The transformer is a simple recursive tree walker that can change, delete and add nodes during the walk. Most of the work is done in a first pass. It also detects and converts the afore-mentioned recursion in attributes and tags. The second pass combines consecutive PCDATA (i.e. text) nodes and escapes XML entities. The third pass attempts to detect insignificant whitespace. For example, it converts
<td> Foo </td>
to
<td> <jsp:text>Foo<jsp:text> <td>
The difference between the two fragments is that the first one would cause the JSP engine to emit HTML output that includes the whitespace:
<td> Foo </td>
The second fragment on the other hand would emit
<td>Foo</td>
This is because the whitespace around "Foo" became whitespace-only text between
tags and can be safely eliminated by the JSP engine.

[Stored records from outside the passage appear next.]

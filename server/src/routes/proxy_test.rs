use axum::Router;
use axum::http::HeaderValue;
use axum::routing::{any, get};

use super::*;
use crate::config::{ServerConfig, UpstreamTimeouts};

fn state_for(base: &str) -> AppState {
    AppState::new(ServerConfig {
        port: 0,
        api_base_url: base.to_owned(),
        timeouts: UpstreamTimeouts { request_secs: 5, connect_secs: 1 },
    })
    .unwrap()
}

async fn serve(app: Router) -> String {
    let listener = tokio::net::TcpListener::bind("127.0.0.1:0").await.unwrap();
    let addr = listener.local_addr().unwrap();
    tokio::spawn(async move {
        axum::serve(listener, app).await.unwrap();
    });
    format!("http://{addr}")
}

#[test]
fn upstream_url_keeps_path_and_query() {
    let uri: Uri = "/api/admin/users/7/messages?limit=100&offset=0".parse().unwrap();
    assert_eq!(
        upstream_url("https://api.test/", &uri),
        "https://api.test/api/admin/users/7/messages?limit=100&offset=0"
    );
}

#[test]
fn forwardable_headers_drops_hop_by_hop_and_length() {
    let mut headers = HeaderMap::new();
    headers.insert(header::AUTHORIZATION, HeaderValue::from_static("Bearer abc"));
    headers.insert(header::CONTENT_TYPE, HeaderValue::from_static("application/json"));
    headers.insert(header::CONNECTION, HeaderValue::from_static("keep-alive"));
    headers.insert(header::HOST, HeaderValue::from_static("localhost:3000"));
    headers.insert(header::CONTENT_LENGTH, HeaderValue::from_static("12"));
    headers.insert("keep-alive", HeaderValue::from_static("timeout=5"));

    let out = forwardable_headers(&headers);

    assert_eq!(out.len(), 2);
    assert_eq!(out.get(header::AUTHORIZATION).unwrap(), "Bearer abc");
    assert!(out.get(header::HOST).is_none());
}

#[test]
fn proxy_errors_map_to_gateway_statuses() {
    assert_eq!(ProxyError::Timeout.status(), StatusCode::GATEWAY_TIMEOUT);
    assert_eq!(ProxyError::Unreachable("refused".to_owned()).status(), StatusCode::BAD_GATEWAY);
}

#[tokio::test]
async fn forward_replays_method_path_auth_and_body() {
    let upstream = Router::new().route(
        "/api/admin/users/{id}/admin",
        any(|method: Method, uri: Uri, headers: HeaderMap, body: String| async move {
            let auth = headers
                .get(header::AUTHORIZATION)
                .and_then(|v| v.to_str().ok())
                .unwrap_or_default()
                .to_owned();
            Json(serde_json::json!({
                "success": true,
                "method": method.as_str(),
                "path": uri.path(),
                "auth": auth,
                "body": body,
            }))
        }),
    );
    let base = serve(upstream).await;
    let proxy = serve(Router::new().route("/api/{*path}", any(forward)).with_state(state_for(&base))).await;

    let resp = reqwest::Client::new()
        .put(format!("{proxy}/api/admin/users/7/admin"))
        .bearer_auth("tok")
        .body(r#"{"is_admin":true}"#)
        .send()
        .await
        .unwrap();

    assert_eq!(resp.status(), StatusCode::OK);
    let body: serde_json::Value = resp.json().await.unwrap();
    assert_eq!(body["method"], "PUT");
    assert_eq!(body["path"], "/api/admin/users/7/admin");
    assert_eq!(body["auth"], "Bearer tok");
    assert_eq!(body["body"], r#"{"is_admin":true}"#);
}

#[tokio::test]
async fn forward_passes_upstream_failure_status_through() {
    let upstream = Router::new().route(
        "/api/admin/users",
        get(|| async { (StatusCode::FORBIDDEN, Json(serde_json::json!({ "success": false, "error": "Admin only" }))) }),
    );
    let base = serve(upstream).await;
    let proxy = serve(Router::new().route("/api/{*path}", any(forward)).with_state(state_for(&base))).await;

    let resp = reqwest::get(format!("{proxy}/api/admin/users")).await.unwrap();

    assert_eq!(resp.status(), StatusCode::FORBIDDEN);
    let body: serde_json::Value = resp.json().await.unwrap();
    assert_eq!(body["error"], "Admin only");
}

#[tokio::test]
async fn unreachable_upstream_answers_with_envelope() {
    // Bind then drop to get a port nothing listens on.
    let listener = tokio::net::TcpListener::bind("127.0.0.1:0").await.unwrap();
    let dead = format!("http://{}", listener.local_addr().unwrap());
    drop(listener);
    let proxy = serve(Router::new().route("/api/{*path}", any(forward)).with_state(state_for(&dead))).await;

    let resp = reqwest::get(format!("{proxy}/api/auth/me")).await.unwrap();

    assert_eq!(resp.status(), StatusCode::BAD_GATEWAY);
    let body: serde_json::Value = resp.json().await.unwrap();
    assert_eq!(body["success"], false);
}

The text child of the
<td>
element in the first fragment contains both whitespace and
non-whitespace. The JSP standard says that in JSP documents only text that exclusively
consists of whitespace can be eliminated.
The dumper is a very simple XML serializer. After the transformer did its work, the tree is basically in XML form and serializing it is a trivial task. ANTLR supports tree parsing to some extent so I used that mechanism for the dumper.
There's not much to say about the main class, except maybe that it uses a neat little command line parser called JSAP.